Problem to solve - From the material below, pull each line containing the string "password".

^^^^^^^^^^^^^^^^

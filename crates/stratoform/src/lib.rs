//! Stratoform
//!
//! Reads a template YAML, selects the AWS or GCP provider it names and runs
//! its instruction list to build the resource graph handed to the engine.
//!
//! ```ignore
//! use stratoform::{BuildOptions, Project};
//!
//! let project = Project::load(project_dir, "dev")?;
//! let (stack, report) = project.build(BuildOptions::default())?;
//! report.into_result()?;
//! ```

pub mod dispatcher;
pub mod error;
pub mod project;
pub mod provider;

pub use dispatcher::{BuildOptions, BuildReport, Dispatcher, InstructionFailure};
pub use error::{Error, Result};
pub use project::Project;
pub use provider::ActiveProvider;
use anyhow::Context;
use clap::Parser;
use std::sync::Arc;
use stratoform_relay::{RelayConfig, router, serve};
use tokio::net::TcpListener;
use tracing_subscriber::EnvFilter;

#[tokio::main]
async fn main() -> anyhow::Result<()> {
    tracing_subscriber::fmt()
        .with_env_filter(
            EnvFilter::try_from_default_env().unwrap_or_else(|_| EnvFilter::new("info")),
        )
        .init();

    let config = RelayConfig::parse();
    tracing::info!(
        project = %config.project_id,
        topic = %config.topic_id,
        emulator = config.emulator_host.is_some(),
        "Starting relay"
    );

    let publisher = Arc::new(config.publisher());
    let addr = format!("0.0.0.0:{}", config.port);
    let listener = TcpListener::bind(&addr)
        .await
        .with_context(|| format!("Failed to bind {}", addr))?;

    serve(listener, router(publisher)).await?;
    Ok(())
}
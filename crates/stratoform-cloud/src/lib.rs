//! Stratoform cloud boundary
//!
//! This crate holds everything between the template configuration and the
//! orchestration engine: the provider capability trait, the in-process
//! resource graph providers register into, rendering of that graph as a
//! Pulumi YAML program, the record of the last apply with the preview diff
//! against it, and the `pulumi` CLI wrapper.
//!
//! # Architecture
//!
//! ```text
//! ┌─────────────────────────────────────────────────┐
//! │                  strato CLI                     │
//! │         (validate/render/preview/up)            │
//! └─────────────────┬───────────────────────────────┘
//!                   │
//! ┌─────────────────▼───────────────────────────────┐
//! │               stratoform-cloud                  │
//! │  ┌──────────────────────────────────────────┐   │
//! │  │  trait CloudProvider { ... }             │   │
//! │  └──────────────────────────────────────────┘   │
//! │  ┌─────────┐  ┌───────────┐  ┌────────────┐     │
//! │  │  Stack  │  │  Program  │  │Plan/Applied│     │
//! │  └─────────┘  └───────────┘  └────────────┘     │
//! └───────┬─────────────────┬───────────────────────┘
//!         │                 │
//! ┌───────▼───────┐ ┌───────▼───────┐
//! │      aws      │ │      gcp      │
//! │   provider    │ │   provider    │
//! └───────────────┘ └───────────────┘
//! ```

pub mod applied;
pub mod error;
pub mod output;
pub mod plan;
pub mod program;
pub mod provider;
pub mod pulumi;
pub mod stack;

// Re-exports
pub use applied::{AppliedStack, ApplyLock, StackDir};
pub use error::{CloudError, Failures, ItemFailure, Result};
pub use output::{Output, Properties, project_path};
pub use plan::{Change, ChangeKind, Plan, PlanSummary};
pub use program::{PROGRAM_FILE, Program, ResourceEntry};
pub use provider::{CloudKind, CloudProvider, Instruction};
pub use pulumi::Pulumi;
pub use stack::{ConfigDecl, Invoke, Resource, ResourceOptions, ResourceRef, Stack, logical_name};
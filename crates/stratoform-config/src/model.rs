//! Typed configuration model
//!
//! Mirrors the template YAML one section per struct. Every field is optional in
//! the document: unknown keys are ignored and missing keys keep their default.

use serde::{Deserialize, Serialize};
use std::collections::BTreeMap;

/// Root of a template configuration document
#[derive(Debug, Clone, Default, PartialEq, Serialize, Deserialize)]
#[serde(default)]
pub struct Config {
    pub env: String,
    /// Provider name (`aws`, `gcp`, `azure`)
    pub cloud: String,
    pub template: Template,
    pub iam: Iam,
    pub storage: Storage,
    pub stream: Stream,
    pub dwh: Dwh,
    pub api_gateway: ApiGateway,
    pub function: Function,
    pub authorizer: Authorizer,
    pub idp: Idp,
}

/// Template metadata and the ordered instruction list
#[derive(Debug, Clone, Default, PartialEq, Serialize, Deserialize)]
#[serde(default)]
pub struct Template {
    pub name: String,
    pub instructions: Vec<String>,
}

#[derive(Debug, Clone, Default, PartialEq, Serialize, Deserialize)]
#[serde(default)]
pub struct Iam {
    pub service_acc: Option<ServiceAccount>,
    pub roles: Vec<Role>,
}

#[derive(Debug, Clone, Default, PartialEq, Serialize, Deserialize)]
#[serde(default)]
pub struct ServiceAccount {
    pub account_id: String,
    pub display_name: String,
    pub project: String,
    pub location: String,
    pub role: String,
    pub members: Vec<String>,
}

/// A role (AWS) or a member binding (GCP)
///
/// AWS reads `name`, `assume_policy`, `inline_policy` and
/// `force_detach_policies`. GCP reads `name`, `role`, `type` and `member`.
#[derive(Debug, Clone, Default, PartialEq, Serialize, Deserialize)]
#[serde(default)]
pub struct Role {
    pub name: String,
    pub role: String,
    #[serde(rename = "type")]
    pub kind: String,
    pub member: String,
    pub force_detach_policies: bool,
    pub assume_policy: String,
    pub inline_policy: String,
}

#[derive(Debug, Clone, Default, PartialEq, Serialize, Deserialize)]
#[serde(default)]
pub struct Storage {
    pub name: String,
    pub location: String,
    pub bucket: Bucket,
    pub force_destroy: bool,
}

#[derive(Debug, Clone, Default, PartialEq, Serialize, Deserialize)]
#[serde(default)]
pub struct Bucket {
    pub name: String,
    pub object: BucketObject,
}

#[derive(Debug, Clone, Default, PartialEq, Serialize, Deserialize)]
#[serde(default)]
pub struct BucketObject {
    pub path: String,
    pub name: String,
}

#[derive(Debug, Clone, Default, PartialEq, Serialize, Deserialize)]
#[serde(default)]
pub struct Stream {
    pub name: String,
    /// `s3` / `redshift` on AWS, `cloudstorage` / `bigquery` on GCP
    pub destination: String,
    pub pubsub_conf: PubSubConf,
    #[serde(rename = "s3Config", alias = "s3config", alias = "s3_config")]
    pub s3_conf: S3Conf,
    pub redshift_conf: RedshiftConf,
}

#[derive(Debug, Clone, Default, PartialEq, Serialize, Deserialize)]
#[serde(default)]
pub struct S3Conf {
    pub buffering_size: u32,
    pub buffering_interval: u32,
    pub partition_enabled: bool,
    pub s3_prefix: String,
}

#[derive(Debug, Clone, Default, PartialEq, Serialize, Deserialize)]
#[serde(default)]
pub struct RedshiftConf {
    pub username: String,
    pub password: String,
    pub copy_options: String,
    pub data_table_name: String,
    pub data_table_columns: String,
}

#[derive(Debug, Clone, Default, PartialEq, Serialize, Deserialize)]
#[serde(default)]
pub struct PubSubConf {
    pub topic: Topic,
    pub subscription: Subscription,
}

#[derive(Debug, Clone, Default, PartialEq, Serialize, Deserialize)]
#[serde(default)]
pub struct Topic {
    pub name: String,
}

#[derive(Debug, Clone, Default, PartialEq, Serialize, Deserialize)]
#[serde(default)]
pub struct Subscription {
    pub name: String,
    pub cloud_storage_conf: CloudStorageConf,
}

#[derive(Debug, Clone, Default, PartialEq, Serialize, Deserialize)]
#[serde(default)]
pub struct CloudStorageConf {
    pub name: String,
    pub duration: String,
    pub file_prefix: String,
}

#[derive(Debug, Clone, Default, PartialEq, Serialize, Deserialize)]
#[serde(default)]
pub struct Dwh {
    #[serde(rename = "bq")]
    pub big_query: BigQuery,
    pub redshift: Redshift,
}

#[derive(Debug, Clone, Default, PartialEq, Serialize, Deserialize)]
#[serde(default)]
pub struct BigQuery {
    pub dataset: String,
    pub table_id: String,
    #[serde(rename = "delete_protection")]
    pub deletion_protection: bool,
    pub schema: String,
}

#[derive(Debug, Clone, Default, PartialEq, Serialize, Deserialize)]
#[serde(default)]
pub struct Redshift {
    pub identifier: String,
    pub db_name: String,
    pub master_user: String,
    pub master_pass: String,
    pub node_type: String,
    pub number_of_nodes: u32,
    pub cluster_type: String,
    pub skip_snapshot: bool,
    pub sql: String,
    pub public_access: bool,
}

#[derive(Debug, Clone, Default, PartialEq, Serialize, Deserialize)]
#[serde(default)]
pub struct ApiGateway {
    pub name: String,
    pub stage: String,
    pub deployment_id: u32,
    pub region: String,
    pub routes: Vec<Route>,
    pub open_api_spec: String,
}

#[derive(Debug, Clone, Default, PartialEq, Serialize, Deserialize)]
#[serde(default)]
pub struct Route {
    pub name: String,
    pub integrations: Vec<Integration>,
}

#[derive(Debug, Clone, Default, PartialEq, Serialize, Deserialize)]
#[serde(default)]
pub struct Integration {
    pub name: String,
    #[serde(rename = "type")]
    pub kind: String,
    pub http_method: String,
    pub uri: String,
    pub method: Method,
    pub res_params: Vec<KeyValue>,
    pub req_params: Vec<KeyValue>,
    pub req_template: Vec<KeyValue>,
    pub res_template: Vec<KeyValue>,
}

#[derive(Debug, Clone, Default, PartialEq, Serialize, Deserialize)]
#[serde(default)]
pub struct Method {
    pub name: String,
    #[serde(rename = "type")]
    pub kind: String,
    pub auth: String,
    pub response: MethodResponse,
}

#[derive(Debug, Clone, Default, PartialEq, Serialize, Deserialize)]
#[serde(default)]
pub struct MethodResponse {
    pub status_code: String,
    pub response_params: Vec<KeyFlag>,
}

/// A `key`/`val` pair with a string value
#[derive(Debug, Clone, Default, PartialEq, Serialize, Deserialize)]
#[serde(default)]
pub struct KeyValue {
    pub key: String,
    pub val: String,
}

/// A `key`/`val` pair with a boolean value
#[derive(Debug, Clone, Default, PartialEq, Serialize, Deserialize)]
#[serde(default)]
pub struct KeyFlag {
    pub key: String,
    pub val: bool,
}

#[derive(Debug, Clone, Default, PartialEq, Serialize, Deserialize)]
#[serde(default)]
pub struct Function {
    pub name: String,
    pub auth: String,
    pub region: String,
    pub build: Build,
    pub trigger: Option<Trigger>,
    pub service_conf: ServiceConf,
}

#[derive(Debug, Clone, Default, PartialEq, Serialize, Deserialize)]
#[serde(default)]
pub struct Build {
    pub runtime: String,
    pub handler: String,
    pub entry_point: String,
    pub docker_repo: String,
    pub source: Option<Source>,
    pub envs: BTreeMap<String, String>,
}

#[derive(Debug, Clone, Default, PartialEq, Serialize, Deserialize)]
#[serde(default)]
pub struct Source {
    pub storage: Storage,
    pub zip: String,
    pub output_path: String,
}

#[derive(Debug, Clone, Default, PartialEq, Serialize, Deserialize)]
#[serde(default)]
pub struct Trigger {
    pub event_type: String,
    pub region: String,
}

#[derive(Debug, Clone, Default, PartialEq, Serialize, Deserialize)]
#[serde(default)]
pub struct ServiceConf {
    pub max_instance: u32,
    pub available_mem: String,
    pub timeout: u32,
    pub ingress: String,
}

#[derive(Debug, Clone, Default, PartialEq, Serialize, Deserialize)]
#[serde(default)]
pub struct Authorizer {
    pub user_pool: UserPool,
    pub name: String,
    #[serde(rename = "type")]
    pub kind: String,
}

#[derive(Debug, Clone, Default, PartialEq, Serialize, Deserialize)]
#[serde(default)]
pub struct UserPool {
    pub name: String,
    pub user: User,
    pub user_client: UserClient,
    pub user_domain: UserDomain,
}

#[derive(Debug, Clone, Default, PartialEq, Serialize, Deserialize)]
#[serde(default)]
pub struct User {
    pub email: String,
    pub username: String,
}

#[derive(Debug, Clone, Default, PartialEq, Serialize, Deserialize)]
#[serde(default)]
pub struct UserClient {
    pub name: String,
    pub allowed_scopes: Vec<String>,
    pub allowed_flows: Vec<String>,
    #[serde(rename = "ex_auth_flows")]
    pub explicit_auth_flows: Vec<String>,
    pub callback_urls: Vec<String>,
}

#[derive(Debug, Clone, Default, PartialEq, Serialize, Deserialize)]
#[serde(default)]
pub struct UserDomain {
    pub name: String,
}

/// External identity provider settings (OAuth client used as the gateway audience)
#[derive(Debug, Clone, Default, PartialEq, Serialize, Deserialize)]
#[serde(default)]
pub struct Idp {
    pub enabled: bool,
    pub idp_id: String,
    pub support_email: String,
    pub display_name: String,
    pub client_id: String,
    pub client_secret: String,
}
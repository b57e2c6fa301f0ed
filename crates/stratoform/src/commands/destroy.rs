use super::Context;
use colored::Colorize;
use stratoform_cloud::{PROGRAM_FILE, Pulumi};

pub async fn handle(ctx: &Context, yes: bool) -> anyhow::Result<()> {
    if !yes {
        anyhow::bail!(
            "destroy removes every resource of stack {}; pass --yes to confirm",
            ctx.stack
        );
    }

    let project = ctx.load_project()?;
    let stack_dir = project.stack_dir();
    let program_dir = stack_dir.program_dir();
    if !program_dir.join(PROGRAM_FILE).is_file() {
        anyhow::bail!(
            "no rendered program for stack {}; run `strato render` first",
            ctx.stack
        );
    }

    let lock = stack_dir.lock().await?;
    println!("{}", format!("Destroying stack {}...", ctx.stack).yellow());

    let pulumi = Pulumi::new(&program_dir, &ctx.stack);
    pulumi.check_installed().await?;
    let log = pulumi.destroy().await?;
    print!("{}", log);

    stack_dir.forget().await?;
    lock.release().await?;

    println!();
    println!("{}", "✓ Stack destroyed".green().bold());
    Ok(())
}
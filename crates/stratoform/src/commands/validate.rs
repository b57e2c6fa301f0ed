use super::Context;
use colored::Colorize;
use std::collections::BTreeMap;

pub fn handle(ctx: &Context) -> anyhow::Result<()> {
    println!("{}", "Validating template...".blue());
    let (_, stack) = super::build(ctx)?;

    let mut by_type: BTreeMap<&str, usize> = BTreeMap::new();
    for resource in stack.resources() {
        *by_type.entry(resource.token.as_str()).or_default() += 1;
    }

    println!();
    println!("{}", "✓ Template is valid".green().bold());
    println!("  Resources: {}", stack.resources().len());
    for (token, count) in &by_type {
        println!("    - {} x{}", token.cyan(), count);
    }
    if !stack.outputs().is_empty() {
        println!("  Outputs:");
        for name in stack.outputs().keys() {
            println!("    - {}", name.cyan());
        }
    }
    Ok(())
}
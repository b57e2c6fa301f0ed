//! Cloud provider capability trait and the instruction vocabulary

use crate::error::{CloudError, Result};
use crate::stack::Stack;
use std::str::FromStr;

/// Providers a template can name in its `cloud` key
#[derive(Debug, Clone, Copy, PartialEq, Eq, Hash)]
pub enum CloudKind {
    Aws,
    Gcp,
    /// Reserved; no implementation exists
    Azure,
}

impl CloudKind {
    pub fn as_str(&self) -> &'static str {
        match self {
            CloudKind::Aws => "aws",
            CloudKind::Gcp => "gcp",
            CloudKind::Azure => "azure",
        }
    }
}

impl FromStr for CloudKind {
    type Err = CloudError;

    /// Case-sensitive
    fn from_str(s: &str) -> Result<Self> {
        match s {
            "aws" => Ok(CloudKind::Aws),
            "gcp" => Ok(CloudKind::Gcp),
            "azure" => Ok(CloudKind::Azure),
            other => Err(CloudError::ProviderNotFound(other.to_string())),
        }
    }
}

impl std::fmt::Display for CloudKind {
    fn fmt(&self, f: &mut std::fmt::Formatter<'_>) -> std::fmt::Result {
        f.write_str(self.as_str())
    }
}

/// One step of a template's instruction list
#[derive(Debug, Clone, Copy, PartialEq, Eq, Hash)]
pub enum Instruction {
    ConfigureIam,
    CreateVpc,
    CreateApiGateway,
    CreateStorage,
    CreateDwh,
    CreateStream,
    CreateFunction,
    CreateIdentityManagement,
}

impl Instruction {
    pub const ALL: [Instruction; 8] = [
        Instruction::ConfigureIam,
        Instruction::CreateVpc,
        Instruction::CreateApiGateway,
        Instruction::CreateStorage,
        Instruction::CreateDwh,
        Instruction::CreateStream,
        Instruction::CreateFunction,
        Instruction::CreateIdentityManagement,
    ];

    /// Name as written in the template
    pub fn as_str(&self) -> &'static str {
        match self {
            Instruction::ConfigureIam => "configureIAM",
            Instruction::CreateVpc => "createVpc",
            Instruction::CreateApiGateway => "createApiGateway",
            Instruction::CreateStorage => "createStorage",
            Instruction::CreateDwh => "createDWH",
            Instruction::CreateStream => "createStream",
            Instruction::CreateFunction => "createFunction",
            Instruction::CreateIdentityManagement => "createIdentityManagement",
        }
    }

    /// Resolve a whole instruction list; the first unknown name fails it
    pub fn parse_list<S: AsRef<str>>(names: &[S]) -> Result<Vec<Instruction>> {
        names.iter().map(|n| n.as_ref().parse()).collect()
    }
}

impl FromStr for Instruction {
    type Err = CloudError;

    /// Case-sensitive
    fn from_str(s: &str) -> Result<Self> {
        Instruction::ALL
            .into_iter()
            .find(|i| i.as_str() == s)
            .ok_or_else(|| CloudError::UnknownInstruction(s.to_string()))
    }
}

impl std::fmt::Display for Instruction {
    fn fmt(&self, f: &mut std::fmt::Formatter<'_>) -> std::fmt::Result {
        f.write_str(self.as_str())
    }
}

/// Cloud provider capability trait
///
/// Each method translates one configuration section into resource
/// registrations on the stack. Handles of created resources stay inside the
/// provider so later capabilities can wire dependency edges to them.
pub trait CloudProvider {
    /// Returns the provider name (e.g., "aws", "gcp")
    fn name(&self) -> &str;

    /// Returns the provider display name for UI
    fn display_name(&self) -> &str;

    /// Whether `instruction` is meaningful on this provider
    fn supports(&self, instruction: Instruction) -> bool;

    fn configure_iam(&mut self, stack: &mut Stack) -> Result<()>;

    fn create_storage(&mut self, stack: &mut Stack) -> Result<()>;

    fn create_dwh(&mut self, stack: &mut Stack) -> Result<()>;

    fn create_stream(&mut self, stack: &mut Stack) -> Result<()>;

    fn create_api_gateway(&mut self, stack: &mut Stack) -> Result<()>;

    fn create_vpc(&mut self, stack: &mut Stack) -> Result<()>;

    fn create_function(&mut self, stack: &mut Stack) -> Result<()>;

    fn create_identity_management(&mut self, stack: &mut Stack) -> Result<()>;

    /// Run the capability behind `instruction`
    fn run(&mut self, instruction: Instruction, stack: &mut Stack) -> Result<()> {
        match instruction {
            Instruction::ConfigureIam => self.configure_iam(stack),
            Instruction::CreateVpc => self.create_vpc(stack),
            Instruction::CreateApiGateway => self.create_api_gateway(stack),
            Instruction::CreateStorage => self.create_storage(stack),
            Instruction::CreateDwh => self.create_dwh(stack),
            Instruction::CreateStream => self.create_stream(stack),
            Instruction::CreateFunction => self.create_function(stack),
            Instruction::CreateIdentityManagement => self.create_identity_management(stack),
        }
    }
}
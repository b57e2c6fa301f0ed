use super::Context;
use colored::Colorize;
use stratoform_cloud::{AppliedStack, Pulumi};

pub async fn handle(ctx: &Context) -> anyhow::Result<()> {
    let project = ctx.load_project()?;
    let stack_dir = project.stack_dir();
    let lock = stack_dir.lock().await?;

    let rendered = super::render::render(ctx).await?;

    let pulumi = Pulumi::new(&rendered.program_dir, &ctx.stack);
    let version = pulumi.check_installed().await?;
    println!();
    println!("{} {}", "Applying with pulumi".blue(), version.trim());

    pulumi.select_stack().await?;
    let log = pulumi.up().await?;
    print!("{}", log);

    let applied = AppliedStack::new(&rendered.program, pulumi.outputs().await?);
    stack_dir.save(&applied).await?;
    lock.release().await?;

    println!();
    println!("{}", "✓ Stack is up to date".green().bold());
    super::outputs::print_outputs(&applied.outputs);
    Ok(())
}
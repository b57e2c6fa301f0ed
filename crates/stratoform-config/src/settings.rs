//! Stack settings (`Pulumi.<stack>.yaml`)
//!
//! The orchestration engine keeps per-stack settings in its own file. The
//! template only needs a handful of namespaced keys from it:
//!
//! - `config:path`: template config name, relative to the project directory
//! - `config:userpass`: secret password for the provisioned identity-pool user
//! - `gcp:project`, `gcp:region`: GCP placement

use crate::error::{ConfigError, Result};
use serde::Deserialize;
use std::collections::BTreeMap;
use std::path::{Path, PathBuf};
use tracing::debug;

/// Key holding the template config path
pub const CONFIG_PATH_KEY: &str = "config:path";

const PROJECT_FILE: &str = "Pulumi.yaml";
const DEFAULT_PROJECT_NAME: &str = "stratoform";

#[derive(Debug, Default, Deserialize)]
struct StackFile {
    #[serde(default)]
    config: BTreeMap<String, serde_yaml::Value>,
}

#[derive(Debug, Default, Deserialize)]
struct ProjectFile {
    #[serde(default)]
    name: Option<String>,
}

/// Settings of one stack
#[derive(Debug, Clone)]
pub struct StackSettings {
    project: String,
    stack: String,
    path: PathBuf,
    values: BTreeMap<String, serde_yaml::Value>,
}

impl StackSettings {
    /// Stack settings file name for `stack`
    pub fn file_name(stack: &str) -> String {
        format!("Pulumi.{}.yaml", stack)
    }

    /// Load `Pulumi.<stack>.yaml` from `project_dir`
    pub fn load(project_dir: &Path, stack: &str) -> Result<Self> {
        let path = project_dir.join(Self::file_name(stack));
        if !path.is_file() {
            return Err(ConfigError::StackSettingsNotFound(path));
        }

        let content = std::fs::read_to_string(&path).map_err(|e| ConfigError::IoError {
            path: path.clone(),
            message: e.to_string(),
        })?;
        let file: StackFile = if content.trim().is_empty() {
            StackFile::default()
        } else {
            serde_yaml::from_str(&content).map_err(|source| ConfigError::Yaml {
                path: path.clone(),
                source,
            })?
        };

        let project = read_project_name(project_dir)?;
        debug!(
            project = %project,
            stack,
            keys = file.config.len(),
            "Loaded stack settings"
        );

        Ok(Self {
            project,
            stack: stack.to_string(),
            path,
            values: file.config,
        })
    }

    /// Build settings in memory
    pub fn from_values<I, K, V>(project: &str, stack: &str, values: I) -> Self
    where
        I: IntoIterator<Item = (K, V)>,
        K: Into<String>,
        V: Into<String>,
    {
        Self {
            project: project.to_string(),
            stack: stack.to_string(),
            path: PathBuf::from(Self::file_name(stack)),
            values: values
                .into_iter()
                .map(|(k, v)| (k.into(), serde_yaml::Value::String(v.into())))
                .collect(),
        }
    }

    /// Mark `key` as a secret value (`{secure: ...}`)
    pub fn with_secret(mut self, key: &str) -> Self {
        let mut secure = serde_yaml::Mapping::new();
        secure.insert("secure".into(), "v1:encrypted".into());
        self.values
            .insert(key.to_string(), serde_yaml::Value::Mapping(secure));
        self
    }

    pub fn project(&self) -> &str {
        &self.project
    }

    pub fn stack(&self) -> &str {
        &self.stack
    }

    /// Path of the settings file this was loaded from
    pub fn path(&self) -> &Path {
        &self.path
    }

    /// Plain value of `key`; `None` when absent
    pub fn get(&self, key: &str) -> Result<Option<String>> {
        match self.values.get(key) {
            None | Some(serde_yaml::Value::Null) => Ok(None),
            Some(serde_yaml::Value::String(s)) => Ok(Some(s.clone())),
            Some(serde_yaml::Value::Number(n)) => Ok(Some(n.to_string())),
            Some(serde_yaml::Value::Bool(b)) => Ok(Some(b.to_string())),
            Some(serde_yaml::Value::Mapping(m)) if m.contains_key("secure") => {
                Err(ConfigError::InvalidSetting {
                    key: key.to_string(),
                    message: "value is encrypted and can only be referenced as a secret"
                        .to_string(),
                })
            }
            Some(_) => Err(ConfigError::InvalidSetting {
                key: key.to_string(),
                message: "expected a scalar value".to_string(),
            }),
        }
    }

    /// Plain value of `key`; missing is an error
    pub fn require(&self, key: &str) -> Result<String> {
        self.get(key)?
            .ok_or_else(|| ConfigError::MissingSetting(key.to_string()))
    }

    /// Check that secret `key` is set and return the key, namespace included
    ///
    /// The value itself is never read: the rendered program refers to it by
    /// its full key and the engine decrypts it.
    pub fn require_secret<'a>(&self, key: &'a str) -> Result<&'a str> {
        if !self.values.contains_key(key) {
            return Err(ConfigError::MissingSetting(key.to_string()));
        }
        Ok(key)
    }

    /// Template config path from `config:path`
    pub fn config_path(&self) -> Result<String> {
        self.require(CONFIG_PATH_KEY)
    }
}

fn read_project_name(project_dir: &Path) -> Result<String> {
    let path = project_dir.join(PROJECT_FILE);
    if !path.is_file() {
        return Ok(DEFAULT_PROJECT_NAME.to_string());
    }
    let content = std::fs::read_to_string(&path).map_err(|e| ConfigError::IoError {
        path: path.clone(),
        message: e.to_string(),
    })?;
    let file: ProjectFile =
        serde_yaml::from_str(&content).map_err(|source| ConfigError::Yaml { path, source })?;
    Ok(file
        .name
        .unwrap_or_else(|| DEFAULT_PROJECT_NAME.to_string()))
}

#[cfg(test)]
mod tests {
    use super::*;
    use std::fs;

    const STACK_FILE: &str = r#"
encryptionsalt: v1:abc
config:
  config:path: configs/aws
  config:userpass:
    secure: AAABAGZpbGxlcg==
  gcp:project: demo-project
  gcp:region: europe-west1
  aws:region: eu-central-1
  config:replicas: 3
"#;

    #[test]
    fn test_load_stack_settings() {
        let temp_dir = tempfile::tempdir().unwrap();
        fs::write(temp_dir.path().join("Pulumi.dev.yaml"), STACK_FILE).unwrap();
        fs::write(temp_dir.path().join("Pulumi.yaml"), "name: data-pipeline\nruntime: go\n")
            .unwrap();

        let settings = StackSettings::load(temp_dir.path(), "dev").unwrap();
        assert_eq!(settings.project(), "data-pipeline");
        assert_eq!(settings.stack(), "dev");
        assert_eq!(settings.config_path().unwrap(), "configs/aws");
        assert_eq!(settings.require("gcp:region").unwrap(), "europe-west1");
        assert_eq!(settings.require("config:replicas").unwrap(), "3");
    }

    #[test]
    fn test_secret_values() {
        let temp_dir = tempfile::tempdir().unwrap();
        fs::write(temp_dir.path().join("Pulumi.dev.yaml"), STACK_FILE).unwrap();

        let settings = StackSettings::load(temp_dir.path(), "dev").unwrap();
        assert_eq!(settings.project(), "stratoform");
        assert_eq!(settings.require_secret("config:userpass").unwrap(), "config:userpass");
        assert!(matches!(
            settings.require("config:userpass"),
            Err(ConfigError::InvalidSetting { .. })
        ));
        assert!(matches!(
            settings.require_secret("config:missing"),
            Err(ConfigError::MissingSetting(_))
        ));
    }

    #[test]
    fn test_missing_stack_file() {
        let temp_dir = tempfile::tempdir().unwrap();
        let result = StackSettings::load(temp_dir.path(), "prod");
        assert!(matches!(result, Err(ConfigError::StackSettingsNotFound(_))));
    }

    #[test]
    fn test_in_memory_settings() {
        let settings = StackSettings::from_values("demo", "test", [("gcp:project", "p1")])
            .with_secret("config:userpass");
        assert_eq!(settings.require("gcp:project").unwrap(), "p1");
        assert!(settings.get("gcp:region").unwrap().is_none());
        assert!(matches!(
            settings.require("gcp:region"),
            Err(ConfigError::MissingSetting(_))
        ));
        assert_eq!(settings.require_secret("config:userpass").unwrap(), "config:userpass");
    }
}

^^^^^^^^^^^^^^^^

Answer below -
    pub password: String,
//! - `config:userpass`: secret password for the provisioned identity-pool user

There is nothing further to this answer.